Lutte contre la prolifération de la fourmi électrique
Question de :
Mme Laure Lavalette
Var (2e circonscription) - Rassemblement National
Mme Laure Lavalette alerte Mme la ministre de la transition écologique, de la biodiversité et des négociations internationales sur le climat et la nature sur la menace que représente l'implantation de la fourmi dite « électrique » (Wasmannia auropunctata) dans le département du Var. Identifiée parmi les pires espèces invasives au monde, cette espèce est aujourd'hui présente dans deux foyers distincts à Toulon et à La Croix-Valmer, où les colonies sont décrites comme bien établies, occupant notamment près de 4 hectares de quartier résidentiel, avec des densités pouvant atteindre plusieurs milliers d'individus au mètre carré. La piqûre de cet insecte peut entraîner des chocs anaphylactiques chez les personnes allergiques et les enfants, ce qui en fait un risque sanitaire avéré pour les habitants des zones concernées. En 2025, une première campagne d'action a été menée à Toulon, qui s'est avérée être à moitié concluante. En effet, l'utilisation d'un saupoudrage, dont la substance active est un insecticide utilisable sur dérogation, est préconisée pour lutter contre la prolifération de la fourmi électrique. L'emploi de cette méthodologie n'a toutefois pas encore été autorisé. En outre, il est impératif d'agir dans les plus brefs délais, afin d'éviter que le Var, seul département touché de France métropolitaine, ne devienne le point de départ d'une contamination à l'ensemble du territoire national. Aussi, elle lui demande de préciser si elle entend mettre en œuvre le déploiement de la nouvelle méthodologie de lutte par saupoudrage contre cette espèce, afin de réaliser une éradication des foyers identifiés. De surcroît, elle lui demande comment le Gouvernement entend inscrire cette menace dans une stratégie nationale de gestion des espèces exotiques envahissantes, afin de prévenir toute extension de la fourmi électrique à d'autres départements métropolitains.

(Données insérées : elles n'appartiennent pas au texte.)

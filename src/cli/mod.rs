//! CLI module - Command-line interface for yuzutube
//!
//! This module provides a structured CLI using clap for argument parsing.

use clap::{Parser, Subcommand};
use std::path::PathBuf;

/// yuzutube - a small video search front end
#[derive(Parser)]
#[command(name = "yuzutube")]
#[command(author, version, about, long_about = None)]
pub struct Cli {
    /// Path to a config file (default: search the usual locations)
    #[arg(long, global = true)]
    pub config: Option<PathBuf>,

    #[command(subcommand)]
    pub command: Option<Commands>,
}

#[derive(Subcommand, Debug, Clone, PartialEq, Eq)]
pub enum Commands {
    /// Start the web server (default)
    #[command(alias = "web")]
    Serve,

    /// Search from the terminal using the configured provider
    #[command(alias = "s")]
    Search {
        /// Search keywords
        #[arg(required = true)]
        query: Vec<String>,
    },

    /// Create default config file
    Init,
}
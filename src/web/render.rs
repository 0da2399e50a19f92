//! HTML rendering for every page the site serves.
//!
//! All text coming from the user or from a provider goes through
//! `html_escape` before it is interpolated.

use html_escape::{encode_double_quoted_attribute as attr, encode_text as text};
use std::fmt::Write;

use crate::config::UiConfig;
use crate::constants::youtube;
use crate::models::{ResultRecord, VideoDetails};

const STYLE: &str = r#"
    body { font-family: sans-serif; max-width: 800px; margin: auto; padding: 20px; }
    ul { list-style: none; padding: 0; }
    li { border-bottom: 1px solid #eee; padding: 15px 0; }
    li a { text-decoration: none; color: #007bff; }
    li a:hover { text-decoration: underline; }
    small { color: #666; display: block; margin-top: 5px; }
    h1, h2 { border-bottom: 2px solid #ccc; padding-bottom: 10px; }
    .video-player { width: 100%; aspect-ratio: 16 / 9; border: 0; margin-bottom: 20px; }
    .error { color: #b00020; }
    .thumbnail { float: right; width: 160px; margin-left: 10px; }
    li::after { content: ""; display: block; clear: both; }
"#;

const PROMPT: &str = "Enter a keyword and press the search button.";

/// Page templates, built once at startup.
#[derive(Debug, Clone)]
pub struct Renderer {
    site_name: String,
}

impl Renderer {
    #[must_use]
    pub fn new(ui: &UiConfig) -> Self {
        Self {
            site_name: ui.site_name.clone(),
        }
    }

    /// Renders the search page.
    ///
    /// `results` is `None` when no search was attempted. An empty slice and
    /// `None` currently render the same prompt.
    #[must_use]
    pub fn search_page(&self, query: &str, results: Option<&[ResultRecord]>) -> String {
        let heading = if query.is_empty() { "..." } else { query };

        let body = match results {
            Some(records) if !records.is_empty() => result_list(records),
            _ => format!("<p>{PROMPT}</p>\n"),
        };

        format!(
            "{head}<h1>Results for “{heading}”</h1>\n{body}<hr>\n<h2>New search</h2>\n{form}{FOOT}",
            head = self.head("Search results"),
            heading = text(heading),
            form = search_form(query),
        )
    }

    /// Renders the watch page: embedded player plus related videos.
    #[must_use]
    pub fn watch_page(&self, video: &VideoDetails, related: &[ResultRecord]) -> String {
        let embed = format!(
            "{}/{}",
            youtube::EMBED_URL,
            urlencoding::encode(&video.id)
        );

        let channel = video
            .channel
            .as_deref()
            .map_or_else(String::new, |channel| {
                format!("<p><small>Channel: {}</small></p>\n", text(channel))
            });

        let related = if related.is_empty() {
            "<p>No related videos were found.</p>\n".to_string()
        } else {
            result_list(related)
        };

        format!(
            "{head}<h1>{title}</h1>\n{channel}\
             <iframe class=\"video-player\" src=\"{embed}\" title=\"{title_attr}\" \
             allow=\"accelerometer; autoplay; clipboard-write; encrypted-media; gyroscope; picture-in-picture\" \
             allowfullscreen></iframe>\n\
             <h2>Related videos</h2>\n{related}\
             <hr>\n<p><a href=\"/\">← Back to a new search</a></p>\n{FOOT}",
            head = self.head(&video.title),
            title = text(&video.title),
            embed = attr(&embed),
            title_attr = attr(&video.title),
        )
    }

    #[must_use]
    pub fn error_page(&self, heading: &str, message: &str) -> String {
        format!(
            "{head}<h1>{heading}</h1>\n<p class=\"error\">{message}</p>\n\
             <hr>\n<h2>New search</h2>\n{form}{FOOT}",
            head = self.head(heading),
            heading = text(heading),
            message = text(message),
            form = search_form(""),
        )
    }

    fn head(&self, title: &str) -> String {
        format!(
            "<!doctype html>\n<html>\n<head>\n<meta charset=\"utf-8\">\n\
             <title>{} - {}</title>\n<style>{STYLE}</style>\n</head>\n<body>\n",
            text(&self.site_name),
            text(title)
        )
    }
}

const FOOT: &str = "</body>\n</html>\n";

fn result_list(records: &[ResultRecord]) -> String {
    let mut html = String::from("<ul>\n");
    for record in records {
        // Writing into a String cannot fail.
        let _ = writeln!(
            html,
            "<li>\n{}<a href=\"{}\" target=\"_blank\" rel=\"noopener noreferrer\"><strong>{}</strong></a>\n\
             <small>Channel: {} | Duration: {}{}</small>\n</li>",
            thumbnail(record),
            attr(&record.url),
            text(&record.title),
            text(&record.channel),
            text(&record.duration),
            watch_link(record)
        );
    }
    html.push_str("</ul>\n");
    html
}

fn thumbnail(record: &ResultRecord) -> String {
    record.thumbnail.as_deref().map_or_else(String::new, |src| {
        format!(
            "<img class=\"thumbnail\" src=\"{}\" loading=\"lazy\" alt=\"\">\n",
            attr(src)
        )
    })
}

fn watch_link(record: &ResultRecord) -> String {
    record.video_id.as_deref().map_or_else(String::new, |id| {
        format!(
            " | <a href=\"/watch?v={}\">watch here</a>",
            attr(&urlencoding::encode(id))
        )
    })
}

fn search_form(query: &str) -> String {
    format!(
        "<form action=\"/search\" method=\"GET\">\n\
         <input type=\"text\" name=\"q\" placeholder=\"Enter a keyword\" value=\"{}\" size=\"40\">\n\
         <button type=\"submit\">🍊 Search</button>\n</form>\n",
        attr(query)
    )
}
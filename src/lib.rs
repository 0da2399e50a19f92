pub mod cli;
pub mod clients;
pub mod config;
pub mod constants;
pub mod models;
pub mod services;
pub mod web;

use anyhow::Context;
use tokio::signal;
use tracing::{error, info};
use tracing_subscriber::EnvFilter;

use cli::{Cli, Commands};
pub use config::Config;
use models::SearchQuery;
use services::SearchService;

pub async fn run(cli: Cli, config: Config) -> anyhow::Result<()> {
    config.validate()?;
    init_tracing(&config)?;

    match cli.command.unwrap_or(Commands::Serve) {
        Commands::Serve => run_server(config).await,
        Commands::Search { query } => cmd_search(&config, &query.join(" ")).await,
        Commands::Init => cmd_init(),
    }
}

fn init_tracing(config: &Config) -> anyhow::Result<()> {
    use tracing_subscriber::{layer::SubscriberExt, util::SubscriberInitExt};

    let env_filter = EnvFilter::try_from_default_env()
        .unwrap_or_else(|_| EnvFilter::new(&config.general.log_level));

    let json_logs = config.general.json_logs;

    let registry = tracing_subscriber::registry()
        .with(env_filter)
        .with(json_logs.then(|| tracing_subscriber::fmt::layer().json()))
        .with((!json_logs).then(tracing_subscriber::fmt::layer));

    if config.observability.loki_enabled {
        let url = url::Url::parse(&config.observability.loki_url).context("Invalid Loki URL")?;

        let (layer, task) = tracing_loki::builder()
            .label("app", "yuzutube")?
            .extra_field("provider", config.search.provider.as_str())?
            .build_url(url)?;

        tokio::spawn(task);

        registry.with(layer).init();
        info!(
            "Loki logging initialized at {}",
            config.observability.loki_url
        );
    } else {
        registry.init();
    }

    Ok(())
}

async fn run_server(config: Config) -> anyhow::Result<()> {
    info!("yuzutube v{} starting...", env!("CARGO_PKG_VERSION"));

    let prometheus_handle = if config.observability.metrics_enabled {
        use metrics_exporter_prometheus::PrometheusBuilder;
        let handle = PrometheusBuilder::new()
            .install_recorder()
            .context("Failed to install Prometheus recorder")?;
        info!("Prometheus metrics recorder initialized");
        Some(handle)
    } else {
        None
    };

    let addr = config.listen_addr();
    let state = web::create_app_state_from_config(config, prometheus_handle)?;
    info!(
        provider = state.search.provider_name(),
        "Search provider ready"
    );

    let app = web::router(state);
    let listener = tokio::net::TcpListener::bind(&addr)
        .await
        .with_context(|| format!("Failed to bind {addr}"))?;

    info!("🌐 Web Server running at http://{addr}");
    axum::serve(listener, app)
        .with_graceful_shutdown(shutdown_signal())
        .await
        .context("Web server error")?;

    info!("Server stopped");
    Ok(())
}

async fn shutdown_signal() {
    match signal::ctrl_c().await {
        Ok(()) => info!("Shutdown signal received"),
        Err(e) => error!("Error listening for shutdown: {e}"),
    }
}

async fn cmd_search(config: &Config, raw_query: &str) -> anyhow::Result<()> {
    let query = SearchQuery::new(raw_query);
    if query.is_empty() {
        println!("Usage: yuzutube search <keywords>");
        return Ok(());
    }

    let provider = clients::build_provider(&config.search)?;
    let service = SearchService::new(
        provider,
        config.search.result_limit,
        config.search.related_limit,
    );

    println!("Searching for: {query}");
    let results = service.search(&query).await;

    if results.is_empty() {
        println!("No videos found matching '{query}'");
        return Ok(());
    }

    println!();
    println!("Search Results:");
    println!("{:-<60}", "");

    for record in &results {
        println!("• {}", record.title);
        println!(
            "  Channel: {} | Duration: {}",
            record.channel, record.duration
        );
        println!("  {}", record.url);
        println!();
    }

    Ok(())
}

fn cmd_init() -> anyhow::Result<()> {
    if Config::create_default_if_missing()? {
        println!("Created config.toml with default settings");
    } else {
        println!("config.toml already exists");
    }
    Ok(())
}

Réponse publiée le 9 juin 2026
La problématique de la fourmi électrique est bien identifiée au niveau des services de l'Etat. La ministre a participé récemment à un comité de pilotage organisé par le préfet du Var où le sujet de la fourmi électrique figurait à l'ordre du jour. Ce sont désormais trois foyers qui sont présents dans le Var (Toulon, la Croix-Valmer, Cavalaire), démontrant les capacités d'extension de l'espèce. La méthodologie de traitement (utilisation d'appâts avec présence d'une substance active) n'ayant pas donné les résultats escomptés, un nouveau protocole est mis en place via le saupoudrage de molécules actives ayant montré leur efficacité dans d'autres situations analogues (Australie, Etats-Unis) : seront utilisés les produits biocides « Campaign® Ant Bait » et « Antixx ». Ils ont été autorisés par arrêté daté du 25 mars 2026 (https://www.legifrance.gouv.fr/loda/id/JORFTEXT000053723113/2026-04-23) pour une période de 180 jours et des protocoles spécifiques figurant en annexes de cet arrêté (protocoles en stations d'appâts et en saupoudrage dans des espaces extérieurs). Il restera à démontrer, par suivi scientifique, l'efficacité de ces méthodes de traitement : en effet, la réussite de ces derniers n'est pas systématique, ni reproductible d'un site à un autre, au regard de leur configuration et du comportement des fourmis. Plus globalement, la gestion de cette espèce relève de la politique de gestion des espèces exotiques envahissantes, pour laquelle une ligne budgétaire de 1,3 millions d'euros a été affectée en 2026. Ce budget permet de financer des opérations de gestion dans l'hexagone et en outre-mer, sur des espèces dont les impacts environnementaux (mais aussi sur les aspects de santé humaine, activités économiques, …) sont avérés.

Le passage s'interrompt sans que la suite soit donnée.